Tell us about your writing process.

I get most of my ideas from travel and research. I begin by writing a compelling book blurb that contains the story’s hook and main conflict. Then I do a bit of plotting to get a bird’s eye view of the story, knowing full well that I will end up changing things as I go. I immerse myself in research for as long as I can get away with it, and then I hunker down and begin writing scenes. Usually my first drafts are heavy on dialogue and light on world-building and depth of character. As I write the story, I get to know my characters better and I fill them and their world in with rich layers and color. Revisions are critical, and some chapters get a dozen rewrites. Others seem to flow out of me with magical ease and I barely have to revise them at all. I wish I knew how to make that happen on command! Feedback from trusted critique partners and my editor is important at various points along the way.

How would you persuade readers to buy your book (s)?

People who are fascinated by medieval/Renaissance Europe, enjoy art mysteries, or are curious about history’s hidden stories tend to enjoy my books. I write to entertain first and foremost, so my books are fairly fast-paced, with lots of twists and turns along the way to a happy ending. And there are plenty of fascinating historical details to soak up, too.

What is your all-time favourite book? What makes it special?

This is such a hard question to answer! I find that I gravitate to different books at different times in my life, re-reading certain novels several times as sources of inspiration and comfort. I also really love nonfiction. I was hugely influenced by the books of Wallace Stegner, Isabelle Allende, and Barbara Kingsolver as a young writer. I think the book that most influenced my path to historical fiction was Ken Follett’s Pillars of the Earth, both for the tremendous world-building and the unforgettable characters. Two other books that helped propel me into historical fiction were All the Light We Cannot See by Anthony Doerr and People of the Book by Geraldine Brooks.

What are you reading at the moment?

I just finished the excellent A Matter of Faith by Judith Arnopp, and I’m happily immersed in The Widows of Malabar Hill by Sujata Massey, one of the best murder mysteries I’ve read in a long time.

Which author (s) (past or present) would you invite to dinner?

Let’s assume we have an enormous table! All the authors I mentioned above are invited. And Jane Austen, Vanessa Riley, Elif Shafak (I read her novel about Cyprus, The Island of Missing Trees, when I was preparing to write The Queen’s Scribe), Gerald and Lawrence Durrell, Oscar Wilde, and Dorothy Dunnett (her novel Race of Scorpions was a key part of my research for The Queen’s Scribe as well).

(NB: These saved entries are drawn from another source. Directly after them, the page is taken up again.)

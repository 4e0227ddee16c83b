//! Validation configuration from TOML (`[validation]` section)

use crate::validation::DEFAULT_FATAL_MARKERS;
use ecogroup_application::ValidationParams;
use ecogroup_domain::{ConfigIssue, ConfigIssueCode, Severity};
use serde::{Deserialize, Serialize};
use std::time::Duration;

/// Raw validation configuration from TOML
///
/// # Example
///
/// ```toml
/// [validation]
/// iterations = 10
/// workers = 4
/// timeout_secs = 3600
/// command = "ecogroup classify"            # defaults to this binary
/// required_files = ["02_species_data.json"]
/// ```
#[derive(Debug, Clone, PartialEq, Serialize, Deserialize)]
#[serde(default)]
pub struct FileValidationConfig {
    pub iterations: usize,
    pub workers: usize,
    pub timeout_secs: u64,
    pub command: Option<String>,
    pub required_files: Vec<String>,
    pub fatal_markers: Vec<String>,
}

impl Default for FileValidationConfig {
    fn default() -> Self {
        let params = ValidationParams::default();
        Self {
            iterations: params.n_iterations,
            workers: params.n_workers,
            timeout_secs: params.timeout.as_secs(),
            command: None,
            required_files: vec![crate::layout::SPECIES_DATA_FILE.to_string()],
            fatal_markers: DEFAULT_FATAL_MARKERS.iter().map(|m| m.to_string()).collect(),
        }
    }
}

impl FileValidationConfig {
    pub fn to_params(&self) -> ValidationParams {
        ValidationParams::default()
            .with_iterations(self.iterations)
            .with_workers(self.workers.max(1))
            .with_timeout(Duration::from_secs(self.timeout_secs))
    }

    pub fn validate(&self) -> Vec<ConfigIssue> {
        let mut issues = Vec::new();
        if self.workers == 0 {
            issues.push(ConfigIssue {
                severity: Severity::Warning,
                code: ConfigIssueCode::OutOfRange {
                    field: "validation.workers".to_string(),
                },
                message: "validation.workers: 0 is treated as 1".to_string(),
            });
        }
        if self.timeout_secs == 0 {
            issues.push(ConfigIssue {
                severity: Severity::Error,
                code: ConfigIssueCode::OutOfRange {
                    field: "validation.timeout_secs".to_string(),
                },
                message: "validation.timeout_secs must be at least 1".to_string(),
            });
        }
        if self
            .command
            .as_deref()
            .is_some_and(|c| c.trim().is_empty())
        {
            issues.push(ConfigIssue {
                severity: Severity::Error,
                code: ConfigIssueCode::EmptyValue {
                    field: "validation.command".to_string(),
                },
                message: "validation.command is set but empty".to_string(),
            });
        }
        issues
    }
}
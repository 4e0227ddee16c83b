//! Port for structured oracle transcript logging.
//!
//! Defines the [`ConversationLogger`] trait for recording oracle traffic
//! (prompts, replies, retries, parse failures) to a structured log.
//!
//! This is separate from `tracing`-based operation logs: tracing handles
//! human-readable diagnostic messages, while this port captures the full
//! transcript in a machine-readable format (JSONL).

use serde_json::Value;

/// A structured transcript event.
///
/// The logger adds the timestamp when the event is written.
pub struct ConversationEvent {
    /// Event type identifier (e.g., "oracle_request", "oracle_response").
    pub event_type: &'static str,
    /// JSON payload with event-specific data.
    pub payload: Value,
}

impl ConversationEvent {
    pub fn new(event_type: &'static str, payload: Value) -> Self {
        Self {
            event_type,
            payload,
        }
    }
}

/// Port for logging transcript events.
///
/// `log` is synchronous and infallible; write failures are dropped so
/// logging never interrupts classification.
pub trait ConversationLogger: Send + Sync {
    fn log(&self, event: ConversationEvent);
}

/// No-op implementation for tests and when logging is disabled.
pub struct NoConversationLogger;

impl ConversationLogger for NoConversationLogger {
    fn log(&self, _event: ConversationEvent) {}
}
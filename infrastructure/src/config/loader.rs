//! Configuration file loader with multi-source merging

use super::file_config::FileConfig;
use figment::{
    Figment,
    providers::{Env, Format, Serialized, Toml},
};
use std::path::{Path, PathBuf};

const PROJECT_FILES: [&str; 2] = ["ecogroup.toml", ".ecogroup.toml"];

/// Configuration loader that handles file discovery and merging
pub struct ConfigLoader;

impl ConfigLoader {
    /// Load configuration from all sources with proper priority
    ///
    /// Priority (highest to lowest):
    /// 1. Explicit config path (if provided)
    /// 2. Project root: `./ecogroup.toml` or `./.ecogroup.toml`
    /// 3. Global: `$XDG_CONFIG_HOME/ecogroup/config.toml`
    /// 4. `ECOGROUP_` environment variables, `__` between section and key
    /// 5. Default values
    pub fn load(config_path: Option<&Path>) -> Result<FileConfig, Box<figment::Error>> {
        if let Some(path) = config_path
            && !path.is_file()
        {
            return Err(Box::new(figment::Error::from(format!(
                "config file not found: {}",
                path.display()
            ))));
        }
        Self::figment(config_path, Self::project_config_path(), Self::global_config_path())
            .extract()
            .map_err(Box::new)
    }

    fn figment(
        explicit: Option<&Path>,
        project: Option<PathBuf>,
        global: Option<PathBuf>,
    ) -> Figment {
        let mut figment = Figment::new()
            .merge(Serialized::defaults(FileConfig::default()))
            .merge(Env::prefixed("ECOGROUP_").split("__"));

        if let Some(global) = global.filter(|p| p.exists()) {
            figment = figment.merge(Toml::file(global));
        }
        if let Some(project) = project {
            figment = figment.merge(Toml::file(project));
        }
        if let Some(path) = explicit {
            figment = figment.merge(Toml::file(path));
        }
        figment
    }

    /// Load only default configuration (for --no-config)
    pub fn load_defaults() -> FileConfig {
        FileConfig::default()
    }

    /// `$XDG_CONFIG_HOME/ecogroup/config.toml` (or the platform equivalent)
    pub fn global_config_path() -> Option<PathBuf> {
        dirs::config_dir().map(|d| d.join("ecogroup").join("config.toml"))
    }

    /// The first project-level config file that exists
    pub fn project_config_path() -> Option<PathBuf> {
        PROJECT_FILES
            .iter()
            .map(PathBuf::from)
            .find(|path| path.exists())
    }

    /// Describe the config file locations (for `--show-config`)
    pub fn describe_sources(explicit: Option<&Path>) -> Vec<String> {
        let mark = |found: bool| if found { "[FOUND]" } else { "[     ]" };
        let mut lines = Vec::new();

        if let Some(path) = explicit {
            lines.push(format!("  {} Explicit: {}", mark(path.exists()), path.display()));
        }
        match Self::project_config_path() {
            Some(path) => lines.push(format!("  {} Project: {}", mark(true), path.display())),
            None => lines.push(format!(
                "  {} Project: ./{} or ./{}",
                mark(false),
                PROJECT_FILES[0],
                PROJECT_FILES[1]
            )),
        }
        if let Some(path) = Self::global_config_path() {
            lines.push(format!("  {} Global:  {}", mark(path.exists()), path.display()));
        }
        lines.push("  [     ] Env:     ECOGROUP_<SECTION>__<KEY>".to_string());
        lines.push("  [     ] Default: built-in defaults".to_string());
        lines
    }
}

#[cfg(test)]
mod tests {
    use super::*;

    #[test]
    fn test_load_defaults() {
        let config = ConfigLoader::load_defaults();
        assert_eq!(config.validation.timeout_secs, 3600);
        assert_eq!(config.oracle.api_key_env, "ECOGROUP_API_KEY");
    }

    #[test]
    fn test_global_config_path() {
        if let Some(path) = ConfigLoader::global_config_path() {
            assert!(path.ends_with("ecogroup/config.toml"));
        }
    }

    #[test]
    fn test_file_priority() {
        let dir = tempfile::tempdir().unwrap();
        let global = dir.path().join("global.toml");
        let project = dir.path().join("ecogroup.toml");
        let explicit = dir.path().join("explicit.toml");
        std::fs::write(
            &global,
            "[classification]\nchunk_size = 2\n[validation]\nworkers = 2\n[oracle]\nmodel = \"gemini\"\n",
        )
        .unwrap();
        std::fs::write(&project, "[classification]\nchunk_size = 3\n[validation]\nworkers = 3\n")
            .unwrap();
        std::fs::write(&explicit, "[classification]\nchunk_size = 4\n").unwrap();

        let config: FileConfig =
            ConfigLoader::figment(Some(&explicit), Some(project), Some(global))
                .extract()
                .unwrap();

        assert_eq!(config.classification.chunk_size, 4);
        assert_eq!(config.validation.workers, 3);
        assert_eq!(config.oracle.model, "gemini");
        assert_eq!(config.validation.iterations, 10);
    }

    #[test]
    fn test_missing_explicit_file_is_error() {
        let dir = tempfile::tempdir().unwrap();
        let result = ConfigLoader::load(Some(&dir.path().join("absent.toml")));
        assert!(result.is_err());
    }
}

What do you do when you’re not writing? Do you have any hobbies or passions?

I love to hike, swim in mountain lakes and ponds, travel, draw, paint, and dance, not necessarily in that order.

How important is it to have your historical facts right and are there any instances when you would bend history to fit your story?

I think it’s essential to respect the historical record and I spend a lot of time cross-referencing and verifying facts when I’m researching. But I’m also conscious of the truth about history: it’s full of holes. We’re dealing with an imperfect record. There are countless untold stories we are never taught about. Some of them were simply forgotten or overlooked; others were silenced by those in power and by those who wrote the histories. That’s why I search in unusual places for evidence of women and marginalized populations who aren’t featured in the standard historical narratives. For example, notarial records, municipal records, tax records, and wills all offer glimpses of women working at various trades, buying, selling, and bequeathing goods and property, and conducting business deals.

I generally don’t feel comfortable conflating events or moving dates around to suit my stories. That’s why The Queen’s Scribe takes place over a period of four years. There is so much juicy history packed into those four years that I couldn’t leave any of it out. It took some creative wrangling to weave my story around the history, but in the end I was thrilled with the results.


Can you give novice writers some tips? (do’s/don’ts)?

My main tip is: do what’s right for you. There’s no one size fits all approach to writing. I think reading a lot helps improve one’s writing, as does writing a lot. But how much to write and how often is an individual choice. I go through phases of churning out 2000-3000 words daily when I’m writing a novel, and the revising process is very time intensive. I don’t worry about how bad my first draft is, because, for me, the best work comes with revising. When I’m stuck on a plot point or I’ve painted a character into a corner with no way out, a long walk helps unravel the problem in my subconscious mind. Often I come up with the answer when I’m not even actively thinking about the issue. For me, the main motivation to write is twofold: first, uncovering hidden histories; and second, my enjoyment of the story and characters. My characters even inhabit my dreams when I’m close to finishing a book.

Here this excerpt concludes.